- Born: 19 June 1978 (age 46)

Team
- Curling club: Team Iwate
- Mixed doubles partner: Michiko Tomabechi

Curling career
- Member Association: Japan
- World Mixed Doubles Championship appearances: 4 (2008, 2011, 2012, 2015)

Medal record
Japan Mixed Doubles Championship
| Gold medal – first place | 2007 Tokoro |  |
| Gold medal – first place | 2011 Karuizawa |  |
| Gold medal – first place | 2012 Tokoro |  |
| Gold medal – first place | 2015 Karuizawa |  |
| Silver medal – second place | 2009 Aomori |  |
| Bronze medal – third place | 2008 Karuizawa |  |

= Kenji Tomabechi =

Japanese curler

Kenji Tomabechi (苫米地 賢司) is a Japanese curler.
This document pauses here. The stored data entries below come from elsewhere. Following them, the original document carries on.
//! toolgate: one capability catalog over many JSON-RPC backends.
//!
//! Aggregates the tools of independent backend servers into a single
//! catalog with globally unique `backend::tool` names, narrows list results
//! to what is relevant for the current task via a pluggable relevance
//! service, and routes invocations back to the owning backend.
//!
//! ```no_run
//! # async fn run() -> Result<(), Box<dyn std::error::Error>> {
//! use std::sync::Arc;
//!
//! toolgate::logging::init_tracing(&toolgate::logging::LoggingOptions::default())?;
//! let config = toolgate::config::load_config("toolgate.yaml".as_ref())?;
//! let router = Arc::new(toolgate::Router::start(&config).await?);
//! toolgate::router::serve_stdio(router).await?;
//! # Ok(())
//! # }
//! ```

pub mod backend;
pub mod catalog;
pub mod config;
pub mod logging;
pub mod relevance;
pub mod router;

pub use backend::{BackendError, BackendManager, BackendState, MemoryBackend, MemoryConnector};
pub use catalog::{Capability, CatalogSnapshot, QUALIFIED_NAME_SEPARATOR};
pub use config::{load_config, ConfigError, GatewayConfig};
pub use relevance::{PassThroughReason, RelevanceClient, RelevanceError, RelevanceService};
pub use router::{CapabilityListing, Router, RouterError, RouterStats};
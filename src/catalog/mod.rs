//! Capability catalog: the merged, qualified view of every backend's tools.

pub mod aggregator;
pub mod capability;
pub mod snapshot;

pub use aggregator::CatalogAggregator;
pub use capability::{qualify, split_qualified, Capability, QUALIFIED_NAME_SEPARATOR};
pub use snapshot::CatalogSnapshot;
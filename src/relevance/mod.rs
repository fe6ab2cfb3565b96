//! Relevance ranking: which capabilities matter for the current task.
//!
//! This module handles:
//! - The `RelevanceService` boundary (remote HTTP selection service or
//!   local embedding-based ranking)
//! - Validating and trimming service rankings
//! - Health caching and the circuit breaker around the service
//! - Failing closed: every failure becomes a pass-through

pub mod client;
pub mod embedding;
pub mod errors;
pub mod health;
pub mod service;
pub mod types;

// Re-exports for convenience
pub use client::RelevanceClient;
pub use embedding::EmbeddingRelevanceService;
pub use errors::RelevanceError;
pub use health::{CircuitState, HealthStatus, RelevanceHealth};
pub use service::{HttpRelevanceService, Ranking, RelevanceService};
pub use types::{
    PassThroughReason, RelevanceQuery, RelevanceResult, ScoredCapability, SelectOutcome,
};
At the national level, he is a four-time Japan mixed doubles champion curler (2007, 2011, 2012, 2015).

==Teams and events==
===Men's===

| Season | Skip | Third | Second | Lead | Events |
|---|---|---|---|---|---|
| 2020–21 | Kenji Tomabechi | Eiwa Matsubara | Tadashi Sato | Mitsuru Kikuchi | JMCC 2021 (7th) |

===Mixed doubles===

| Season | Male | Female | Coach | Events |
|---|---|---|---|---|
| 2007–08 | Michiko Taira | Kenji Tomabechi |  | JMDCC 2007 WMD 2008 (13th) |
| 2008–09 | Michiko Tomabechi | Kenji Tomabechi |  | JMDCC 2008 |
| 2009–10 | Michiko Tomabechi | Kenji Tomabechi |  | JMDCC 2009 |
| 2010–11 | Michiko Tomabechi | Kenji Tomabechi | Akira Takada (WMDCC) | JMDCC 2011 WMDCC 2011 (7th) |
| 2011–12 | Michiko Tomabechi | Kenji Tomabechi | Akira Takada (WMDCC) | JMDCC 2012 WMDCC 2012 (15th) |
| 2014–15 | Michiko Tomabechi | Kenji Tomabechi | Akira Takada (WMDCC) | JMDCC 2015 WMDCC 2015 (10th) |
| 2020–21 | Michiko Tomabechi | Kenji Tomabechi | Yoshito Nakamura | JMDCC 2021 (10th) |

== Personal life ==
His wife, Michiko Tomabechi is also a competitive curler. Together, they are four time national mixed doubles champions, and they have played four times in the World Mixed Doubles Curling Championship for Japan.